Desta forma, dado o aumento exponencial do número de doentes com COVID-19 por todo o mundo, em março de 2020 foi decretado o nível de pandemia, altura em que Portugal registou os primeiros casos. Pela imprevisibilidade e infecciosidade da doença, as autoridades políticas e de saúde do País foram obrigadas a implementar diversas medidas, tendo-se decretado inclusivamente uma cerca sanitária em Ovar após constatar-se a presença de transmissão comunitária ativa.

O presente relato de prática pretende refletir sobre o exercício da atividade clínica em período de pandemia por COVID-19. Trata-se de um relato de duas internas de medicina geral e familiar de uma Unidade de Saúde Familiar da zona de Ovar, com o intuito de, de algum modo, plasmar aquilo que terá sido a sua atividade assistencial neste período, em que a maioria dos contactos com utentes ocorreram de forma indireta.

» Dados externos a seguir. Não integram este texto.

//! Route gating decisions.
//!
//! Pure functions only. The async guard in `dopamine_auth` feeds these with a
//! snapshot of the mirrored auth state.

mod config;
mod decision;
mod target;

pub use config::RouteConfig;
pub use decision::{decide, GuardOutcome};
pub use target::{target_path, validate_route_path};
//! Navigation guard.
//!
//! Runs before each navigation and turns the mirrored auth state into an
//! allow/redirect decision. Two readiness mechanisms are offered:
//! [`RouteGuard::evaluate`] waits for the mirror to initialize, while
//! [`RouteGuard::check`] never waits and reports `Pending` instead, leaving the
//! navigation layer to try again on the next navigation.

use dopamine_core::routing::{decide, GuardOutcome, RouteConfig};
use tracing::{debug, info};

use crate::error::AuthError;
use crate::mirror::AuthMirror;

#[derive(Debug, Clone)]
pub struct RouteGuard {
    mirror: AuthMirror,
    routes: RouteConfig,
}

impl RouteGuard {
    pub fn new(mirror: AuthMirror, routes: RouteConfig) -> Self {
        Self { mirror, routes }
    }

    /// Decides a navigation, suspending until the mirror has received its
    /// first provider notification.
    ///
    /// # Errors
    ///
    /// Propagates initialization failures from [`AuthMirror::initialize`].
    pub async fn evaluate(&self, target: &str) -> Result<GuardOutcome, AuthError> {
        if !self.mirror.is_initialized() {
            debug!(dest = target, "Waiting for auth state before routing");
            self.mirror.initialize().await?;
        }

        Ok(self.decide(target))
    }

    /// Decides a navigation without waiting.
    ///
    /// Returns `GuardOutcome::Pending` while the mirror is uninitialized. This
    /// never subscribes to the provider: call [`AuthMirror::start`] once at
    /// startup, or the outcome stays `Pending`.
    pub fn check(&self, target: &str) -> GuardOutcome {
        self.decide(target)
    }

    fn decide(&self, target: &str) -> GuardOutcome {
        let outcome = decide(&self.routes, target, &self.mirror.snapshot());

        match &outcome {
            GuardOutcome::Pending => debug!(dest = target, "Auth state not ready, deferring"),
            GuardOutcome::Allow => debug!(dest = target, "Navigation allowed"),
            GuardOutcome::RedirectToLogin(to) => {
                info!(from = target, to = %to, "Not authenticated, redirecting to login")
            }
            GuardOutcome::RedirectToLanding(to) => {
                info!(from = target, to = %to, "Already authenticated, redirecting to app")
            }
        }

        outcome
    }

    pub fn mirror(&self) -> &AuthMirror {
        &self.mirror
    }

    pub fn routes(&self) -> &RouteConfig {
        &self.routes
    }
}
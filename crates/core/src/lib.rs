//! Functional core for the dopamine auth gate.
//!
//! Everything in this crate is pure or trait-only: the mirrored auth snapshot,
//! the identity provider seam and the routing decision. The async shell that
//! owns the live state lives in `dopamine_auth`.

pub mod auth;
pub mod routing;
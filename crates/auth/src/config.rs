use serde::{Serialize, Serializer};
use url::Url;

use crate::error::AuthError;

/// Credentials for the hosted identity and document provider.
///
/// The API key is redacted in both `Debug` and serialized output.
#[derive(Clone, PartialEq, Eq, Serialize)]
pub struct FirebaseConfig {
    #[serde(serialize_with = "redact")]
    pub api_key: String,
    pub auth_domain: String,
    pub project_id: String,
    pub app_id: String,
    pub storage_bucket: Option<String>,
    pub messaging_sender_id: Option<String>,
    pub hosting_url: Option<Url>,
}

impl FirebaseConfig {
    /// Load from environment variables.
    ///
    /// # Environment Variables
    ///
    /// - `FIREBASE_API_KEY`: Web API key (required)
    /// - `FIREBASE_AUTH_DOMAIN`: Auth domain, e.g. `my-app.firebaseapp.com` (required)
    /// - `FIREBASE_PROJECT_ID`: Project identifier (required)
    /// - `FIREBASE_APP_ID`: Registered web app identifier (required)
    /// - `FIREBASE_STORAGE_BUCKET`: Storage bucket (optional)
    /// - `FIREBASE_MESSAGING_SENDER_ID`: Messaging sender ID (optional)
    /// - `FIREBASE_HOSTING_URL`: Public hosting URL (optional, must be a valid URL)
    ///
    /// # Errors
    ///
    /// Returns `AuthError::Config` if a required variable is missing or empty,
    /// or if `FIREBASE_HOSTING_URL` does not parse.
    pub fn from_env() -> Result<Self, AuthError> {
        Self::from_lookup(|key| std::env::var(key).ok())
    }

    /// Load from an arbitrary key lookup. Same rules as [`Self::from_env`].
    pub fn from_lookup<F>(lookup: F) -> Result<Self, AuthError>
    where
        F: Fn(&str) -> Option<String>,
    {
        let optional = |key: &str| lookup(key).filter(|v| !v.trim().is_empty());
        let required = |key: &str| {
            optional(key).ok_or_else(|| AuthError::Config(format!("{key} is not set")))
        };

        let hosting_url = match optional("FIREBASE_HOSTING_URL") {
            Some(raw) => Some(raw.parse::<Url>().map_err(|e| {
                AuthError::Config(format!("FIREBASE_HOSTING_URL is not a valid URL: {e}"))
            })?),
            None => None,
        };

        Ok(Self {
            api_key: required("FIREBASE_API_KEY")?,
            auth_domain: required("FIREBASE_AUTH_DOMAIN")?,
            project_id: required("FIREBASE_PROJECT_ID")?,
            app_id: required("FIREBASE_APP_ID")?,
            storage_bucket: optional("FIREBASE_STORAGE_BUCKET"),
            messaging_sender_id: optional("FIREBASE_MESSAGING_SENDER_ID"),
            hosting_url,
        })
    }
}

impl std::fmt::Debug for FirebaseConfig {
    fn fmt(&self, f: &mut std::fmt::Formatter<'_>) -> std::fmt::Result {
        f.debug_struct("FirebaseConfig")
            .field("api_key", &"<redacted>")
            .field("auth_domain", &self.auth_domain)
            .field("project_id", &self.project_id)
            .field("app_id", &self.app_id)
            .field("storage_bucket", &self.storage_bucket)
            .field("messaging_sender_id", &self.messaging_sender_id)
            .field("hosting_url", &self.hosting_url)
            .finish()
    }
}

fn redact<T, S: Serializer>(_: &T, serializer: S) -> Result<S::Ok, S::Error> {
    serializer.serialize_str("<redacted>")
}
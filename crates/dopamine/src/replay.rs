//! Replays a scripted session against the auth mirror and route guard.

use dopamine_auth::{AuthError, RouteGuard};
use dopamine_core::auth::AuthSnapshot;
use dopamine_core::routing::GuardOutcome;
use serde::Serialize;

use crate::cli::{Readiness, Step};

/// What happened for one step, plus the auth state right after it.
#[derive(Debug, Clone, Serialize)]
pub struct StepReport {
    pub step: String,
    /// Navigation result; absent for actions.
    #[serde(skip_serializing_if = "Option::is_none")]
    pub navigation: Option<GuardOutcome>,
    /// Action result; absent for navigations.
    #[serde(skip_serializing_if = "Option::is_none")]
    pub ok: Option<bool>,
    /// Set when a flag-based navigation had to wait for the next attempt.
    #[serde(skip_serializing_if = "std::ops::Not::not")]
    pub deferred: bool,
    pub state: AuthSnapshot,
}

/// Runs every step in order and collects one report per step.
///
/// # Errors
///
/// Fails only when the mirror cannot subscribe to the provider.
pub async fn replay(
    guard: &RouteGuard,
    steps: &[Step],
    readiness: Readiness,
) -> Result<Vec<StepReport>, AuthError> {
    let mut reports = Vec::with_capacity(steps.len());

    if readiness == Readiness::Flag {
        // Subscribe up front, as an app would on mount
        guard.mirror().start();
    }

    for step in steps {
        let mut report = StepReport {
            step: step.to_string(),
            navigation: None,
            ok: None,
            deferred: false,
            state: AuthSnapshot::default(),
        };

        match step {
            Step::SignIn => report.ok = Some(guard.mirror().sign_in().await),
            Step::SignOut => report.ok = Some(guard.mirror().sign_out().await),
            Step::Navigate(target) => match readiness {
                Readiness::Await => report.navigation = Some(guard.evaluate(target).await?),
                Readiness::Flag => {
                    let mut outcome = guard.check(target);
                    if outcome.is_pending() {
                        // The router would hold this navigation; try again
                        // once the background subscription has answered.
                        report.deferred = true;
                        guard.mirror().initialize().await?;
                        outcome = guard.check(target);
                    }
                    report.navigation = Some(outcome);
                }
            },
        }

        report.state = guard.mirror().snapshot();
        reports.push(report);
    }

    Ok(reports)
}

#[cfg(test)]
mod tests {
    use std::sync::Arc;

    use dopamine_auth::{AuthMirror, MockProvider};
    use dopamine_core::auth::Principal;
    use dopamine_core::routing::RouteConfig;

    use super::*;

    fn guard(provider: MockProvider) -> RouteGuard {
        RouteGuard::new(
            AuthMirror::new(Arc::new(provider)),
            RouteConfig::default(),
        )
    }

    fn steps(raw: &[&str]) -> Vec<Step> {
        raw.iter().map(|s| s.parse().unwrap()).collect()
    }

    #[tokio::test]
    async fn anonymous_session_is_sent_to_login_then_into_app() {
        let guard = guard(MockProvider::new());

        let reports = replay(
            &guard,
            &steps(&["/app", "sign-in", "/login", "/app"]),
            Readiness::Await,
        )
        .await
        .unwrap();

        assert_eq!(
            reports[0].navigation,
            Some(GuardOutcome::RedirectToLogin("/login".into()))
        );
        assert_eq!(reports[1].ok, Some(true));
        assert!(reports[1].state.is_authenticated());
        assert_eq!(
            reports[2].navigation,
            Some(GuardOutcome::RedirectToLanding("/app".into()))
        );
        assert_eq!(reports[3].navigation, Some(GuardOutcome::Allow));
    }

    #[tokio::test]
    async fn failed_sign_in_is_reported_with_error() {
        let provider = MockProvider::new();
        provider.fail_next_sign_in("popup closed by user");
        let guard = guard(provider);

        let reports = replay(&guard, &steps(&["sign-in", "/app"]), Readiness::Await)
            .await
            .unwrap();

        assert_eq!(reports[0].ok, Some(false));
        assert!(reports[0]
            .state
            .last_error
            .as_deref()
            .unwrap()
            .contains("popup closed by user"));
        assert!(!reports[0].state.is_loading);
        assert_eq!(
            reports[1].navigation,
            Some(GuardOutcome::RedirectToLogin("/login".into()))
        );
    }

    #[tokio::test]
    async fn flag_readiness_defers_first_navigation_only() {
        let guard = guard(MockProvider::signed_in(Principal::new("uid-1")));

        let reports = replay(&guard, &steps(&["/login", "/app"]), Readiness::Flag)
            .await
            .unwrap();

        assert!(reports[0].deferred);
        assert_eq!(
            reports[0].navigation,
            Some(GuardOutcome::RedirectToLanding("/app".into()))
        );
        assert!(!reports[1].deferred);
        assert_eq!(reports[1].navigation, Some(GuardOutcome::Allow));
    }

    #[tokio::test]
    async fn sign_out_closes_app() {
        let guard = guard(MockProvider::signed_in(Principal::new("uid-1")));

        let reports = replay(&guard, &steps(&["/app", "sign-out", "/app"]), Readiness::Await)
            .await
            .unwrap();

        assert_eq!(reports[0].navigation, Some(GuardOutcome::Allow));
        assert_eq!(reports[1].ok, Some(true));
        assert!(!reports[1].state.is_authenticated());
        assert_eq!(
            reports[2].navigation,
            Some(GuardOutcome::RedirectToLogin("/login".into()))
        );
    }

    #[tokio::test]
    async fn report_serializes_only_relevant_fields() {
        let guard = guard(MockProvider::new());

        let reports = replay(&guard, &steps(&["/app", "sign-in"]), Readiness::Await)
            .await
            .unwrap();

        let navigation = serde_json::to_value(&reports[0]).unwrap();
        assert_eq!(navigation["step"], "/app");
        assert_eq!(navigation["navigation"]["outcome"], "redirect_to_login");
        assert!(navigation.get("ok").is_none());
        assert!(navigation.get("deferred").is_none());

        let action = serde_json::to_value(&reports[1]).unwrap();
        assert_eq!(action["ok"], true);
        assert!(action.get("navigation").is_none());
    }
}
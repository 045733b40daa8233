use std::str::FromStr;

use clap::{Args, Parser, Subcommand, ValueEnum};
use dopamine_core::routing::RouteConfig;

/// Dopamine - auth gate for the todo list
#[derive(Parser, Debug)]
#[command(name = "dopamine")]
#[command(version, about, long_about = None)]
pub struct Cli {
    /// Output format
    #[arg(long, short, value_enum, default_value_t = OutputFormat::Pretty, global = true)]
    pub format: OutputFormat,

    #[command(subcommand)]
    pub command: Commands,
}

#[derive(Subcommand, Debug)]
pub enum Commands {
    /// Replay a sequence of auth actions and navigations against a mock provider
    Run(RunArgs),
    /// Load the provider configuration from the environment and print it
    Config,
}

#[derive(Args, Debug)]
pub struct RunArgs {
    /// Steps to replay in order: `sign-in`, `sign-out` or a path such as `/app`
    #[arg(required = true)]
    pub steps: Vec<Step>,

    /// Start with a cached session for this user id
    #[arg(long)]
    pub signed_in: Option<String>,

    /// Make the first sign-in fail with this message
    #[arg(long)]
    pub fail_sign_in: Option<String>,

    /// How navigations wait for the first provider notification
    #[arg(long, value_enum, default_value_t = Readiness::Await)]
    pub readiness: Readiness,

    /// Paths that require a signed-in user
    #[arg(
        long = "protected",
        env = "DOPAMINE_PROTECTED_PATHS",
        value_delimiter = ',',
        default_value = "/app"
    )]
    pub protected: Vec<String>,

    /// Where anonymous visitors are sent
    #[arg(long, env = "DOPAMINE_LOGIN_PATH", default_value = "/login")]
    pub login_path: String,

    /// Where signed-in users land when they open the login page
    #[arg(long, env = "DOPAMINE_LANDING_PATH", default_value = "/app")]
    pub landing_path: String,
}

impl RunArgs {
    pub fn route_config(&self) -> Result<RouteConfig, dopamine_core::auth::AuthError> {
        RouteConfig::new(
            self.protected.iter().cloned(),
            self.login_path.clone(),
            self.landing_path.clone(),
        )
    }
}

#[derive(Clone, Copy, Debug, Default, PartialEq, Eq, ValueEnum)]
pub enum OutputFormat {
    #[default]
    Pretty,
    Json,
}

#[derive(Clone, Copy, Debug, Default, PartialEq, Eq, ValueEnum)]
pub enum Readiness {
    /// Suspend each navigation until the mirror is initialized
    #[default]
    Await,
    /// Check the initialized flag and defer while it is unset
    Flag,
}

/// One replayed step.
#[derive(Clone, Debug, PartialEq, Eq)]
pub enum Step {
    SignIn,
    SignOut,
    Navigate(String),
}

impl FromStr for Step {
    type Err = String;

    fn from_str(s: &str) -> Result<Self, Self::Err> {
        match s {
            "sign-in" => Ok(Self::SignIn),
            "sign-out" => Ok(Self::SignOut),
            target if target.starts_with('/') => Ok(Self::Navigate(target.to_string())),
            other => Err(format!(
                "unknown step '{other}': expected sign-in, sign-out or a path starting with /"
            )),
        }
    }
}

impl std::fmt::Display for Step {
    fn fmt(&self, f: &mut std::fmt::Formatter<'_>) -> std::fmt::Result {
        match self {
            Self::SignIn => write!(f, "sign-in"),
            Self::SignOut => write!(f, "sign-out"),
            Self::Navigate(target) => write!(f, "{target}"),
        }
    }
}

Com esta publicação pretende-se pensar sobre as dificuldades sentidas e o esforço realizado pela equipa de profissionais de saúde, à semelhança de tantas outras unidades de saúde de Portugal, com o objetivo de promover a manutenção da saúde, prevenção e gestão da doença de uma comunidade, em que os problemas, relativos ou não ao COVID-19, tivessem todos lugar num momento onde a pandemia era aparentemente a prioridade.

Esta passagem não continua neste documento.